11-30-2018 06:12 AM - edited 11-30-2018 06:14 AM
@thesupercoinmart wrote:I get killed when I pay $2.66 for shipping on an inexpensive item so I am wondering what will happen if I send a lightweight item first class letter rate weighing one or two ounces with no tracking.
How will eBay and I know if and when the package arrives at the customer.
Mostly, you will know when a buyer complains. Without tracking, if a buyer files an Item Not Received claim, then they will win simply because you do not have any acceptable evidence to support shipping the item.
Another measure happens during feedback. Because you do not upload tracking, whenever a customer goes to leave feedback, the interface will ask whether or not the package arrived on time. If more than 3% of your customers complain, it could affect your "Late Shipment Rate", which also impacts your TRS status.
Finally, your "Tracking uploaded and Validated" metric will go from top rated to above standard ... thus, this could impact you if you are trying to maintain TRS status.
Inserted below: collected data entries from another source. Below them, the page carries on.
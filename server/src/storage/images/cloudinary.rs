//! Cloudinary backed image storage using signed upload and destroy calls.

use async_trait::async_trait;
use chrono::Utc;
use reqwest::multipart::{Form, Part};
use reqwest::{Client, Response};
use serde::Deserialize;
use sha2::{Digest, Sha256};
use tracing::{debug, instrument, warn};

use super::{ImageStore, ImageStoreError, ImageUpload};
use crate::config::CloudinaryConfig;

const DEFAULT_API_BASE: &str = "https://api.cloudinary.com/v1_1";
const SIGNATURE_ALGORITHM: &str = "sha256";

#[derive(Deserialize)]
struct UploadResponse {
    secure_url: String,
}

#[derive(Deserialize)]
struct DestroyResponse {
    result: String,
}

#[derive(Deserialize)]
struct ErrorResponse {
    error: ErrorMessage,
}

#[derive(Deserialize)]
struct ErrorMessage {
    message: String,
}

pub struct CloudinaryImageStore {
    client: Client,
    config: CloudinaryConfig,
    api_base: String,
}

impl CloudinaryImageStore {
    pub fn new(config: CloudinaryConfig) -> Result<Self, ImageStoreError> {
        let client = Client::builder().timeout(config.timeout).build()?;
        Ok(Self {
            client,
            config,
            api_base: DEFAULT_API_BASE.to_string(),
        })
    }

    /// Points the client at a different API root, e.g. a local mock.
    pub fn with_api_base(mut self, api_base: impl Into<String>) -> Self {
        self.api_base = api_base.into().trim_end_matches('/').to_string();
        self
    }

    fn endpoint(&self, action: &str) -> String {
        format!("{}/{}/image/{}", self.api_base, self.config.cloud_name, action)
    }

    /// Signs `params` the way the upload API expects: sorted `key=value`
    /// pairs joined by `&`, followed by the API secret.
    fn sign(&self, params: &[(&str, String)]) -> String {
        let mut sorted = params.to_vec();
        sorted.sort_by(|a, b| a.0.cmp(b.0));
        let joined = sorted
            .iter()
            .map(|(key, value)| format!("{key}={value}"))
            .collect::<Vec<_>>()
            .join("&");

        let mut hasher = Sha256::new();
        hasher.update(joined.as_bytes());
        hasher.update(self.config.api_secret.as_bytes());
        hex::encode(hasher.finalize())
    }
}

#[async_trait]
impl ImageStore for CloudinaryImageStore {
    #[instrument(skip(self, upload), fields(file_name = %upload.file_name, size = upload.bytes.len()))]
    async fn store(&self, upload: ImageUpload) -> Result<String, ImageStoreError> {
        let timestamp = Utc::now().timestamp().to_string();
        let signature = self.sign(&[
            ("folder", self.config.folder.clone()),
            ("timestamp", timestamp.clone()),
        ]);

        let part = || Part::bytes(upload.bytes.to_vec()).file_name(upload.file_name.clone());
        // The host sniffs the format itself, so a malformed content type is dropped.
        let file = match upload.content_type.as_deref() {
            Some(content_type) => part().mime_str(content_type).unwrap_or_else(|_| part()),
            None => part(),
        };

        let form = Form::new()
            .part("file", file)
            .text("api_key", self.config.api_key.clone())
            .text("timestamp", timestamp)
            .text("folder", self.config.folder.clone())
            .text("signature", signature)
            .text("signature_algorithm", SIGNATURE_ALGORITHM);

        let response = self
            .client
            .post(self.endpoint("upload"))
            .multipart(form)
            .send()
            .await?;

        let uploaded: UploadResponse = ensure_success(response).await?.json().await?;
        debug!(url = %uploaded.secure_url, "Uploaded image to media host");
        Ok(uploaded.secure_url)
    }

    #[instrument(skip(self))]
    async fn delete(&self, reference: &str) -> Result<(), ImageStoreError> {
        let public_id = public_id_from_url(reference)
            .ok_or_else(|| ImageStoreError::InvalidReference(reference.to_string()))?;
        let timestamp = Utc::now().timestamp().to_string();
        let signature = self.sign(&[
            ("public_id", public_id.clone()),
            ("timestamp", timestamp.clone()),
        ]);

        let params = [
            ("public_id", public_id.as_str()),
            ("timestamp", timestamp.as_str()),
            ("api_key", self.config.api_key.as_str()),
            ("signature", signature.as_str()),
            ("signature_algorithm", SIGNATURE_ALGORITHM),
        ];

        let response = self
            .client
            .post(self.endpoint("destroy"))
            .form(&params)
            .send()
            .await?;

        let destroyed: DestroyResponse = ensure_success(response).await?.json().await?;
        match destroyed.result.as_str() {
            "ok" => Ok(()),
            "not found" => {
                debug!(%public_id, "Image already absent from media host");
                Ok(())
            }
            other => {
                warn!(%public_id, result = %other, "Unexpected destroy result");
                Err(ImageStoreError::Rejected {
                    status: 200,
                    message: other.to_string(),
                })
            }
        }
    }
}

async fn ensure_success(response: Response) -> Result<Response, ImageStoreError> {
    let status = response.status();
    if status.is_success() {
        return Ok(response);
    }

    let text = response
        .text()
        .await
        .unwrap_or_else(|_| "Unknown error".to_string());
    let message = serde_json::from_str::<ErrorResponse>(&text)
        .map(|e| e.error.message)
        .unwrap_or(text);

    Err(ImageStoreError::Rejected {
        status: status.as_u16(),
        message,
    })
}

/// Derives the media host's public id from a delivery URL:
/// `.../image/upload/[transformations/]v123/events/abc.jpg` gives
/// `events/abc`. Without a version segment, leading transformation
/// segments are skipped instead.
pub fn public_id_from_url(url: &str) -> Option<String> {
    let (_, rest) = url.split_once("/upload/")?;
    let rest = rest.split(['?', '#']).next().unwrap_or(rest);
    let segments: Vec<&str> = rest.split('/').filter(|s| !s.is_empty()).collect();

    let start = match segments.iter().position(|s| is_version_segment(s)) {
        Some(index) => index + 1,
        None => segments
            .iter()
            .take(segments.len().saturating_sub(1))
            .take_while(|s| is_transformation_segment(s))
            .count(),
    };
    let segments = &segments[start..];
    let (last, folders) = segments.split_last()?;

    let stem = match last.rsplit_once('.') {
        Some((stem, _)) if !stem.is_empty() => stem,
        _ => last,
    };

    let mut public_id = folders.join("/");
    if !public_id.is_empty() {
        public_id.push('/');
    }
    public_id.push_str(stem);
    Some(public_id)
}

fn is_version_segment(segment: &str) -> bool {
    segment.len() > 1
        && segment.starts_with('v')
        && segment[1..].chars().all(|c| c.is_ascii_digit())
}

/// `c_fill,w_200` style: every comma separated component is a short
/// lowercase parameter key, an underscore and a value.
fn is_transformation_segment(segment: &str) -> bool {
    segment.split(',').all(|component| match component.split_once('_') {
        Some((key, value)) => {
            (1..=3).contains(&key.len())
                && key.chars().all(|c| c.is_ascii_lowercase())
                && !value.is_empty()
        }
        None => false,
    })
}

#[cfg(test)]
mod tests {
    use super::*;
    use axum::body::Bytes;
    use serde_json::json;
    use std::time::Duration;
    use wiremock::matchers::{body_string_contains, method, path};
    use wiremock::{Mock, MockServer, ResponseTemplate};

    fn config() -> CloudinaryConfig {
        CloudinaryConfig {
            cloud_name: "demo".to_string(),
            api_key: "key".to_string(),
            api_secret: "secret".to_string(),
            folder: "events".to_string(),
            timeout: Duration::from_secs(5),
        }
    }

    #[test]
    fn test_public_id_from_url() {
        assert_eq!(
            public_id_from_url("https://res.cloudinary.com/demo/image/upload/v1712345/events/abc123.jpg")
                .as_deref(),
            Some("events/abc123")
        );
        assert_eq!(
            public_id_from_url(
                "https://res.cloudinary.com/demo/image/upload/c_fill,w_200/v9/events/a.b.png?x=1"
            )
            .as_deref(),
            Some("events/a.b")
        );
        assert_eq!(
            public_id_from_url("https://res.cloudinary.com/demo/image/upload/sample.jpg").as_deref(),
            Some("sample")
        );
        assert_eq!(
            public_id_from_url("https://res.cloudinary.com/demo/image/upload/c_fill,w_200/events/a.png")
                .as_deref(),
            Some("events/a")
        );
        assert_eq!(
            public_id_from_url("https://res.cloudinary.com/demo/image/upload/w_100/q_auto/posters/b.jpg")
                .as_deref(),
            Some("posters/b")
        );
        assert_eq!(public_id_from_url("/uploads/1.png"), None);
        assert_eq!(public_id_from_url("https://res.cloudinary.com/demo/image/upload/"), None);
    }

    #[test]
    fn test_signature_ignores_parameter_order() {
        let store = CloudinaryImageStore::new(config()).unwrap();
        let a = store.sign(&[("timestamp", "1".into()), ("folder", "events".into())]);
        let b = store.sign(&[("folder", "events".into()), ("timestamp", "1".into())]);
        assert_eq!(a, b);
        assert_eq!(a.len(), 64);

        let mut hasher = Sha256::new();
        hasher.update(b"folder=events&timestamp=1secret");
        assert_eq!(a, hex::encode(hasher.finalize()));
    }

    #[tokio::test]
    async fn test_store_returns_secure_url() {
        let server = MockServer::start().await;
        let url = "https://res.cloudinary.com/demo/image/upload/v1/events/abc.png";
        Mock::given(method("POST"))
            .and(path("/demo/image/upload"))
            .and(body_string_contains("name=\"signature_algorithm\""))
            .respond_with(ResponseTemplate::new(200).set_body_json(json!({
                "public_id": "events/abc",
                "secure_url": url,
            })))
            .expect(1)
            .mount(&server)
            .await;

        let store = CloudinaryImageStore::new(config()).unwrap().with_api_base(server.uri());
        let reference = store
            .store(ImageUpload {
                file_name: "abc.png".to_string(),
                content_type: Some("image/png".to_string()),
                bytes: Bytes::from_static(b"png"),
            })
            .await
            .unwrap();

        assert_eq!(reference, url);
        assert_eq!(store.resolve(&reference, "http://localhost:3001"), url);
    }

    #[tokio::test]
    async fn test_store_surfaces_host_error() {
        let server = MockServer::start().await;
        Mock::given(method("POST"))
            .and(path("/demo/image/upload"))
            .respond_with(
                ResponseTemplate::new(401).set_body_json(json!({"error": {"message": "Invalid Signature"}})),
            )
            .mount(&server)
            .await;

        let store = CloudinaryImageStore::new(config()).unwrap().with_api_base(server.uri());
        let err = store
            .store(ImageUpload {
                file_name: "abc.png".to_string(),
                content_type: None,
                bytes: Bytes::from_static(b"png"),
            })
            .await
            .unwrap_err();

        match err {
            ImageStoreError::Rejected { status, message } => {
                assert_eq!(status, 401);
                assert_eq!(message, "Invalid Signature");
            }
            other => panic!("unexpected error {:?}", other),
        }
    }

    #[tokio::test]
    async fn test_delete_destroys_derived_public_id() {
        let server = MockServer::start().await;
        Mock::given(method("POST"))
            .and(path("/demo/image/destroy"))
            .and(body_string_contains("public_id=events%2Fabc"))
            .respond_with(ResponseTemplate::new(200).set_body_json(json!({"result": "ok"})))
            .expect(1)
            .mount(&server)
            .await;

        let store = CloudinaryImageStore::new(config()).unwrap().with_api_base(server.uri());
        store
            .delete("https://res.cloudinary.com/demo/image/upload/v1/events/abc.png")
            .await
            .unwrap();
    }

    #[tokio::test]
    async fn test_delete_treats_not_found_as_done() {
        let server = MockServer::start().await;
        Mock::given(method("POST"))
            .and(path("/demo/image/destroy"))
            .respond_with(ResponseTemplate::new(200).set_body_json(json!({"result": "not found"})))
            .mount(&server)
            .await;

        let store = CloudinaryImageStore::new(config()).unwrap().with_api_base(server.uri());
        store
            .delete("https://res.cloudinary.com/demo/image/upload/v1/events/gone.png")
            .await
            .unwrap();
    }

    #[tokio::test]
    async fn test_slow_host_times_out() {
        let server = MockServer::start().await;
        Mock::given(method("POST"))
            .and(path("/demo/image/upload"))
            .respond_with(
                ResponseTemplate::new(200)
                    .set_body_json(json!({"secure_url": "https://res.cloudinary.com/x.png"}))
                    .set_delay(Duration::from_secs(2)),
            )
            .mount(&server)
            .await;

        let store = CloudinaryImageStore::new(CloudinaryConfig {
            timeout: Duration::from_millis(200),
            ..config()
        })
        .unwrap()
        .with_api_base(server.uri());
        let err = store
            .store(ImageUpload {
                file_name: "abc.png".to_string(),
                content_type: None,
                bytes: Bytes::from_static(b"png"),
            })
            .await
            .unwrap_err();

        match err {
            ImageStoreError::Http(e) => assert!(e.is_timeout(), "{:?}", e),
            other => panic!("unexpected error {:?}", other),
        }
    }
}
@thesupercoinmart wrote:I could probably sell a lot more $5 and $10 widgets if the postage is low.
In most cases, it is not worth selling items that cost this little on eBay, unless you can benefit from the ultra-low-cost shipping rates available to China sellers. eBay's systems, in general, are set up for items that are tracked.
11-30-2018 06:18 AM
Without tracking, eBay won't know that the buyer has gotten the item. So if they file a claim for "Item not received" you will have to refund. Nevertheless, many sellers of lower-value small items (stamps, stickers, cards) find that this is a workable system for them. Some categories are more prone to fake claims.
The main downside is that without tracking you can't be a TRS, so some sellers have two accounts: One for tracked items so they can be a TRS and a separate selling ID for un-tracked items.
Shipping without tracking has no effect on your DSRs. In fact, it makes it more feasible to ship for free, which ensures a rating of "5" for the DSR for shipping cost.
11-30-2018 11:11 PM
I get killed when I pay $2.66 for shipping on an inexpensive item so I am wondering what will happen if I send a lightweight item first class letter rate weighing one or two ounces with no tracking.
No you don't. You charge your buyers for the cost, so it is not "killing" you.
How will eBay and I know if and when the package arrives at the customer.
Being concerned about your DSRs is the wrong thing to be concerned about. It is the tracking. If you don't have tracking, you can't prove a buyer received their item, so you could open yourself up to more INRs that the buyers would win every time if you stop shipping with tracking.
Plus if you do not ship with tracking it could hurt your Dashboard stats. Late shipments. Which if you get too many of them, it can compromise your placement in search returns.
I could probably sell a lot more $5 and $10 widgets if the postage is low.
I sell low $$ value items all the time and I charge separate shipping on many of them. Looking at your FB and DSRs, your buyer's aren't upset with you either. Personally I think you are fine.